**LISTED ENTRIES**.
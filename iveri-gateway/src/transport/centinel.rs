//! CardinalMPI (Centinel) 3-D Secure service.
//!
//! Under the REST protocol, lookup and authorize do not go to the iVeri gateway but to
//! the CardinalMPI service. The request is a `CardinalMPI` XML message passed in the
//! `cmpi_msg` query parameter; the response is a flat `CardinalMPI` XML document.
//!
//! Outcome rules:
//! - `ErrorNo` of `0` or empty: success
//! - any other `ErrorNo`: failure with that code and `ErrorDesc`
//! - no `ErrorNo` element: `X0002`
//! - HTTP failure or unreadable XML: `N0001`

use std::collections::HashMap;

use quick_xml::{Reader, events::Event};
use serde::Serialize;
use tracing::{debug, instrument, warn};

use super::{
    TransportFault, connection_failure,
    http::{HttpTransport, RequestContext},
};
use crate::{
    card::numeric_currency_code,
    codes::UNEXPECTED_RESPONSE,
    config::Configuration,
    transaction::{
        AuthorizeDetail, LookupDetail, ResultDetail, Transaction, TransactionKind,
        TransactionResult,
    },
};

/// Message version understood by the service.
pub const MESSAGE_VERSION: &str = "1.7";

/// Transaction type for credit and debit cards.
pub const CARD_TRANSACTION_TYPE: &str = "C";

/// Outgoing `CardinalMPI` message.
#[derive(Debug, Serialize)]
#[serde(rename_all = "PascalCase")]
struct CmpiRequest<'a> {
    msg_type: &'static str,
    version: &'static str,
    processor_id: &'a str,
    merchant_id: &'a str,
    transaction_pwd: &'a str,
    transaction_type: &'static str,
    #[serde(skip_serializing_if = "Option::is_none")]
    amount: Option<i64>,
    #[serde(skip_serializing_if = "Option::is_none")]
    currency_code: Option<&'a str>,
    #[serde(skip_serializing_if = "Option::is_none")]
    order_number: Option<&'a str>,
    #[serde(skip_serializing_if = "Option::is_none")]
    card_number: Option<&'a str>,
    #[serde(skip_serializing_if = "Option::is_none")]
    card_exp_month: Option<&'a str>,
    #[serde(skip_serializing_if = "Option::is_none")]
    card_exp_year: Option<&'a str>,
    #[serde(skip_serializing_if = "Option::is_none")]
    transaction_id: Option<&'a str>,
    #[serde(rename = "PAResPayload", skip_serializing_if = "Option::is_none")]
    pares_payload: Option<&'a str>,
}

impl<'a> CmpiRequest<'a> {
    fn new(msg_type: &'static str, config: &'a Configuration) -> Self {
        Self {
            msg_type,
            version: MESSAGE_VERSION,
            processor_id: config.cmpi_processor_id().unwrap_or_default(),
            merchant_id: config.cmpi_merchant_id().unwrap_or_default(),
            transaction_pwd: config.cmpi_password().unwrap_or_default(),
            transaction_type: CARD_TRANSACTION_TYPE,
            amount: None,
            currency_code: None,
            order_number: None,
            card_number: None,
            card_exp_month: None,
            card_exp_year: None,
            transaction_id: None,
            pares_payload: None,
        }
    }

    fn to_xml(&self) -> Result<String, TransportFault> {
        quick_xml::se::to_string_with_root("CardinalMPI", self)
            .map_err(|e| TransportFault::Malformed(format!("cannot encode CardinalMPI message: {e}")))
    }
}

/// Builds the `cmpi_lookup` message for a lookup transaction.
///
/// # Errors
///
/// Returns [`TransportFault::Malformed`] if the message cannot be serialized.
pub fn lookup_message(
    config: &Configuration,
    transaction: &Transaction,
) -> Result<String, TransportFault> {
    CmpiRequest {
        amount: transaction.amount_in_cents(),
        currency_code: Some(numeric_currency_code(transaction.currency())),
        order_number: Some(transaction.reference()),
        card_number: Some(transaction.pan_number()),
        card_exp_month: Some(transaction.pan_expiry_month()),
        card_exp_year: Some(transaction.pan_expiry_year()),
        ..CmpiRequest::new("cmpi_lookup", config)
    }
    .to_xml()
}

/// Builds the `cmpi_authenticate` message for an authorize transaction.
///
/// # Errors
///
/// Returns [`TransportFault::Malformed`] if the message cannot be serialized.
pub fn authenticate_message(
    config: &Configuration,
    transaction: &Transaction,
) -> Result<String, TransportFault> {
    CmpiRequest {
        transaction_id: transaction.transaction_index(),
        pares_payload: transaction.pares(),
        ..CmpiRequest::new("cmpi_authenticate", config)
    }
    .to_xml()
}

/// Flattens a `CardinalMPI` response into element name to text.
///
/// Only direct children of the root element are collected. Empty elements map to an
/// empty string.
///
/// # Errors
///
/// Returns [`TransportFault::Malformed`] if the document is not well-formed XML or has
/// no root element.
pub fn parse_response(xml: &str) -> Result<HashMap<String, String>, TransportFault> {
    let mut reader = Reader::from_str(xml);
    reader.config_mut().trim_text(true);

    let mut fields = HashMap::new();
    let mut depth = 0usize;
    let mut saw_root = false;
    let mut current: Option<(String, String)> = None;

    loop {
        match reader.read_event() {
            Ok(Event::Start(e)) => {
                depth += 1;
                saw_root = true;
                if depth == 2 {
                    let name = String::from_utf8_lossy(e.local_name().as_ref()).into_owned();
                    current = Some((name, String::new()));
                }
            }
            Ok(Event::Empty(e)) => {
                saw_root = true;
                if depth == 1 {
                    let name = String::from_utf8_lossy(e.local_name().as_ref()).into_owned();
                    fields.insert(name, String::new());
                }
            }
            Ok(Event::Text(e)) => {
                if depth == 2
                    && let Some((_, text)) = current.as_mut()
                {
                    let unescaped =
                        e.unescape().map_err(|e| TransportFault::Malformed(e.to_string()))?;
                    text.push_str(&unescaped);
                }
            }
            Ok(Event::CData(e)) => {
                if depth == 2
                    && let Some((_, text)) = current.as_mut()
                {
                    text.push_str(&String::from_utf8_lossy(&e.into_inner()));
                }
            }
            Ok(Event::End(_)) => {
                if depth == 2
                    && let Some((name, text)) = current.take()
                {
                    fields.insert(name, text.trim().to_owned());
                }
                depth = depth.saturating_sub(1);
            }
            Ok(Event::Eof) => break,
            Ok(_) => {}
            Err(e) => return Err(TransportFault::Malformed(format!("invalid XML: {e}"))),
        }
    }

    if !saw_root {
        return Err(TransportFault::Malformed("empty CardinalMPI response".to_owned()));
    }

    Ok(fields)
}

/// Interprets a parsed response for the given kind.
#[must_use]
pub fn interpret(kind: TransactionKind, fields: &HashMap<String, String>) -> TransactionResult {
    let field = |name: &str| fields.get(name).filter(|v| !v.is_empty()).cloned();

    let Some(error_no) = fields.get("ErrorNo").map(|v| v.trim()) else {
        warn!(kind = %kind, "CardinalMPI response has no ErrorNo");
        return TransactionResult::failure(kind, UNEXPECTED_RESPONSE, None);
    };

    if !(error_no.is_empty() || error_no == "0") {
        return TransactionResult::failure(kind, error_no, fields.get("ErrorDesc").map(String::as_str));
    }

    let detail = match kind {
        TransactionKind::ThreeDSecureAuthorize => ResultDetail::Authorize(AuthorizeDetail {
            cavv: field("Cavv"),
            xid: field("Xid"),
            eci: field("EciFlag"),
            signature_verification: field("SignatureVerification"),
            pares_status: field("PAResStatus"),
        }),
        _ => ResultDetail::Lookup(LookupDetail {
            transaction_index: field("TransactionId"),
            enrolled: field("Enrolled"),
            acs_url: field("ACSUrl"),
            pareq: field("Payload"),
            eci: field("EciFlag"),
            order_id: field("OrderId"),
        }),
    };

    TransactionResult::success(kind, detail)
}

async fn submit(
    http: &HttpTransport,
    url: &str,
    message: &str,
) -> Result<HashMap<String, String>, TransportFault> {
    let ctx = RequestContext { url, query: vec![("cmpi_msg", message)], ..Default::default() };
    let response = http.post(ctx, Vec::new()).await?;
    let body = String::from_utf8_lossy(&response.body);
    let fields = parse_response(&body)?;
    debug!(keys = ?fields.keys().collect::<Vec<_>>(), "CardinalMPI response parsed");
    Ok(fields)
}

/// Performs a `cmpi_lookup`.
#[instrument(
    skip_all,
    fields(transaction_id = %transaction.id(), kind = "3DSECURE_LOOKUP", url = config.centinel_url())
)]
pub async fn lookup(
    http: &HttpTransport,
    config: &Configuration,
    transaction: &Transaction,
) -> TransactionResult {
    let kind = TransactionKind::ThreeDSecureLookup;
    let outcome = match lookup_message(config, transaction) {
        Ok(message) => submit(http, config.centinel_url(), &message).await,
        Err(fault) => Err(fault),
    };
    match outcome {
        Ok(fields) => interpret(kind, &fields),
        Err(fault) => connection_failure(kind, &fault),
    }
}

/// Performs a `cmpi_authenticate`.
#[instrument(
    skip_all,
    fields(transaction_id = %transaction.id(), kind = "3DSECURE_AUTHORIZE", url = config.centinel_url())
)]
pub async fn authenticate(
    http: &HttpTransport,
    config: &Configuration,
    transaction: &Transaction,
) -> TransactionResult {
    let kind = TransactionKind::ThreeDSecureAuthorize;
    let outcome = match authenticate_message(config, transaction) {
        Ok(message) => submit(http, config.centinel_url(), &message).await,
        Err(fault) => Err(fault),
    };
    match outcome {
        Ok(fields) => interpret(kind, &fields),
        Err(fault) => connection_failure(kind, &fault),
    }
}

**PROBLEM STATEMENT**. In the entries above, restate word for word the lines between the one holding "text.push_str(&String::from_utf8_lossy(&e.into_inner()));" and the one holding "fields: &HashMap<String, String>)", inclusive, and nothing besides.

**EXPECTED OUTPUT**.
                    text.push_str(&String::from_utf8_lossy(&e.into_inner()));
                }
            }
            Ok(Event::End(_)) => {
                if depth == 2
                    && let Some((name, text)) = current.take()
                {
                    fields.insert(name, text.trim().to_owned());
                }
                depth = depth.saturating_sub(1);
            }
            Ok(Event::Eof) => break,
            Ok(_) => {}
            Err(e) => return Err(TransportFault::Malformed(format!("invalid XML: {e}"))),
        }
    }

    if !saw_root {
        return Err(TransportFault::Malformed("empty CardinalMPI response".to_owned()));
    }

    Ok(fields)
}

/// Interprets a parsed response for the given kind.
#[must_use]
pub fn interpret(kind: TransactionKind, fields: &HashMap<String, String>) -> TransactionResult {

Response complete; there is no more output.